A comprehensive hybrid framework for Parkinson’s disease detection: integrating handcraft features along with deep learning-based feature extraction with variational autoencoder and traditional machine learning techniques for classification

Abstract

Neurodegenerative disorders, such as Parkinson’s disease, present a significant medical challenge, necessitating innovative approaches for detection. This thesis introduces a comprehensive hybrid framework that combines handcrafted features and deep learning techniques to improve the accuracy of Parkinson’s disease detection. The approach leverages pre-trained convolutional neural networks (CNNs) such as VGG16, MobileNet, and EfficientNet, ResNet to extract features of melspectrograms generated from the voice samples. A second contribution is the extraction of handcrafted features from the raw audio data. The features extracted are encoded using a Variational Autoencoder (VAE), which further reduces the dimension and integrated them to further train the machine learning algorithms such as Random Forest Classifier (RFC), K-Nearest Neighbour (KNN), Logistic Regression (LR), Support Vector Machine (SVM), and XGBoost to differentiate.

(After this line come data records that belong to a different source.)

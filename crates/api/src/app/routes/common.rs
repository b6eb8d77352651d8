//! Category-agnostic job handlers.
//!
//! Exports, prints and bulk operations share the same read/cancel/download
//! lifecycle; only submission differs. Category modules wrap these with their
//! lane and permission resource fixed.

use std::sync::Arc;

use axum::body::Body;
use axum::http::{header, StatusCode};
use axum::response::IntoResponse;
use axum::Json;
use chrono::Utc;

use quillerp_auth::Permission;
use quillerp_core::{JobId, Pagination};
use quillerp_jobs::types::DateRange;
use quillerp_jobs::{JobCategory, JobListFilter, JobStatus, OutputFormat};

use crate::app::services::AppServices;
use crate::app::{dto, errors};
use crate::context::{PrincipalContext, TenantContext};

pub fn require(
    tenant: &TenantContext,
    principal: &PrincipalContext,
    resource: &str,
    action: &str,
) -> Result<(), axum::response::Response> {
    crate::authz::require(tenant, principal, &Permission::for_action(resource, action))
        .map_err(errors::authz_error_to_response)
}

pub fn parse_job_id(raw: &str) -> Result<JobId, axum::response::Response> {
    raw.parse().map_err(|_| {
        errors::json_error(StatusCode::BAD_REQUEST, "invalid_id", "invalid job id")
    })
}

pub fn get_job(
    services: &AppServices,
    tenant: &TenantContext,
    principal: &PrincipalContext,
    resource: &str,
    raw_id: &str,
) -> axum::response::Response {
    if let Err(resp) = require(tenant, principal, resource, "read") {
        return resp;
    }
    let job_id = match parse_job_id(raw_id) {
        Ok(id) => id,
        Err(resp) => return resp,
    };

    match services
        .store
        .get_owned(tenant.tenant_id(), job_id, principal.principal_id())
    {
        Ok(job) => (StatusCode::OK, Json(dto::job_to_json(&job))).into_response(),
        Err(e) => errors::domain_error_to_response(e.into()),
    }
}

pub fn list_jobs(
    services: &AppServices,
    tenant: &TenantContext,
    principal: &PrincipalContext,
    resource: &str,
    category: JobCategory,
    query: dto::ListQuery,
) -> axum::response::Response {
    if let Err(resp) = require(tenant, principal, resource, "read") {
        return resp;
    }

    let status = match &query.status {
        Some(raw) => match JobStatus::parse(raw) {
            Some(s) => Some(s),
            None => {
                return errors::json_error(
                    StatusCode::BAD_REQUEST,
                    "invalid_status",
                    "unknown status filter",
                )
            }
        },
        None => None,
    };
    let format = match &query.format {
        Some(raw) => match OutputFormat::parse(raw) {
            Some(f) => Some(f),
            None => {
                return errors::json_error(
                    StatusCode::BAD_REQUEST,
                    "invalid_format",
                    "unknown format filter",
                )
            }
        },
        None => None,
    };

    let filter = JobListFilter {
        owner: Some(principal.principal_id()),
        category: Some(category),
        status,
        format,
        created: DateRange {
            from: query.from,
            to: query.to,
        },
    };
    let pagination = Pagination::new(query.page, query.limit);

    match services.store.list(tenant.tenant_id(), &filter, pagination) {
        Ok(page) => (
            StatusCode::OK,
            Json(serde_json::json!({
                "items": page.items.iter().map(dto::job_to_json).collect::<Vec<_>>(),
                "page": page.page,
                "limit": page.limit,
                "total": page.total,
                "totalPages": page.total_pages(),
            })),
        )
            .into_response(),
        Err(e) => errors::domain_error_to_response(e.into()),
    }
}

/// Aggregate usage counters for one category: tenant-scoped store stats plus
/// the lane's current depth and delivery tallies (the queue is process-wide;
/// its counters are operational, not per tenant).
pub fn category_stats(
    services: &AppServices,
    tenant: &TenantContext,
    principal: &PrincipalContext,
    resource: &str,
    category: JobCategory,
) -> axum::response::Response {
    if let Err(resp) = require(tenant, principal, resource, "read") {
        return resp;
    }

    let stats = match services.store.stats(tenant.tenant_id(), Some(category)) {
        Ok(stats) => stats,
        Err(e) => return errors::domain_error_to_response(e.into()),
    };
    let history = services.queue.history(category);
    let delivered_ok = history.iter().filter(|h| h.succeeded).count();
    let delivered_failed = history.len() - delivered_ok;

    (
        StatusCode::OK,
        Json(serde_json::json!({
            "jobs": stats,
            "queueDepth": services.queue.depth(category),
            "deliveries": {
                "succeeded": delivered_ok,
                "failed": delivered_failed,
            },
        })),
    )
        .into_response()
}

pub fn cancel_job(
    services: &AppServices,
    tenant: &TenantContext,
    principal: &PrincipalContext,
    resource: &str,
    raw_id: &str,
) -> axum::response::Response {
    if let Err(resp) = require(tenant, principal, resource, "cancel") {
        return resp;
    }
    let job_id = match parse_job_id(raw_id) {
        Ok(id) => id,
        Err(resp) => return resp,
    };

    match services.cancel(
        tenant.tenant_id(),
        job_id,
        principal.principal_id(),
        Utc::now(),
    ) {
        Ok(job) => (StatusCode::OK, Json(dto::job_to_json(&job))).into_response(),
        Err(e) => errors::domain_error_to_response(e),
    }
}

pub async fn download_job(
    services: &AppServices,
    tenant: &TenantContext,
    principal: &PrincipalContext,
    resource: &str,
    raw_id: &str,
) -> axum::response::Response {
    if let Err(resp) = require(tenant, principal, resource, "download") {
        return resp;
    }
    let job_id = match parse_job_id(raw_id) {
        Ok(id) => id,
        Err(resp) => return resp,
    };

    let grant = match services.lifecycle.download(
        tenant.tenant_id(),
        job_id,
        principal.principal_id(),
        Utc::now(),
    ) {
        Ok(grant) => grant,
        Err(e) => return errors::domain_error_to_response(e),
    };

    let bytes = match tokio::fs::read(&grant.path).await {
        Ok(bytes) => bytes,
        Err(e) => {
            tracing::error!(%job_id, error = %e, "artifact missing on disk");
            return errors::json_error(
                StatusCode::INTERNAL_SERVER_ERROR,
                "artifact_unreadable",
                "the artifact could not be read",
            );
        }
    };

    (
        StatusCode::OK,
        [
            (header::CONTENT_TYPE, grant.mime_type.clone()),
            (
                header::CONTENT_DISPOSITION,
                format!("attachment; filename=\"{}\"", grant.file_name),
            ),
        ],
        Body::from(bytes),
    )
        .into_response()
}

/// DELETE semantics: an unfinished job is cancelled (returned as the updated
/// record), a finished one is removed along with its artifact.
pub fn delete_job(
    services: &AppServices,
    tenant: &TenantContext,
    principal: &PrincipalContext,
    resource: &str,
    raw_id: &str,
) -> axum::response::Response {
    if let Err(resp) = require(tenant, principal, resource, "delete") {
        return resp;
    }
    let job_id = match parse_job_id(raw_id) {
        Ok(id) => id,
        Err(resp) => return resp,
    };

    let job = match services
        .store
        .get_owned(tenant.tenant_id(), job_id, principal.principal_id())
    {
        Ok(job) => job,
        Err(e) => return errors::domain_error_to_response(e.into()),
    };

    if !job.status.is_terminal() {
        return match services.cancel(
            tenant.tenant_id(),
            job_id,
            principal.principal_id(),
            Utc::now(),
        ) {
            Ok(job) => (StatusCode::OK, Json(dto::job_to_json(&job))).into_response(),
            Err(e) => errors::domain_error_to_response(e),
        };
    }

    match services
        .lifecycle
        .delete(tenant.tenant_id(), job_id, principal.principal_id())
    {
        Ok(_) => StatusCode::NO_CONTENT.into_response(),
        Err(e) => errors::domain_error_to_response(e),
    }
}

/// Shared 202 submission response.
pub fn accepted(job: &quillerp_jobs::Job, estimate: &quillerp_jobs::JobEstimate) -> axum::response::Response {
    (StatusCode::ACCEPTED, Json(dto::submit_to_json(job, estimate))).into_response()
}

/// Convenience: unwrap the services extension in handlers.
pub type Services = axum::extract::Extension<Arc<AppServices>>;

To achieve this, we leveraged the combined strengths of these models by integrating both handcrafted and deep learning features to construct a highly optimized and effective classification model using a hybrid approach that highlights the potential of feature extraction techniques and advanced machine learning algorithms for improving the detection and diagnosis of Parkinson’s disease and facilitating more progress in computational healthcare and early stage diagnostics.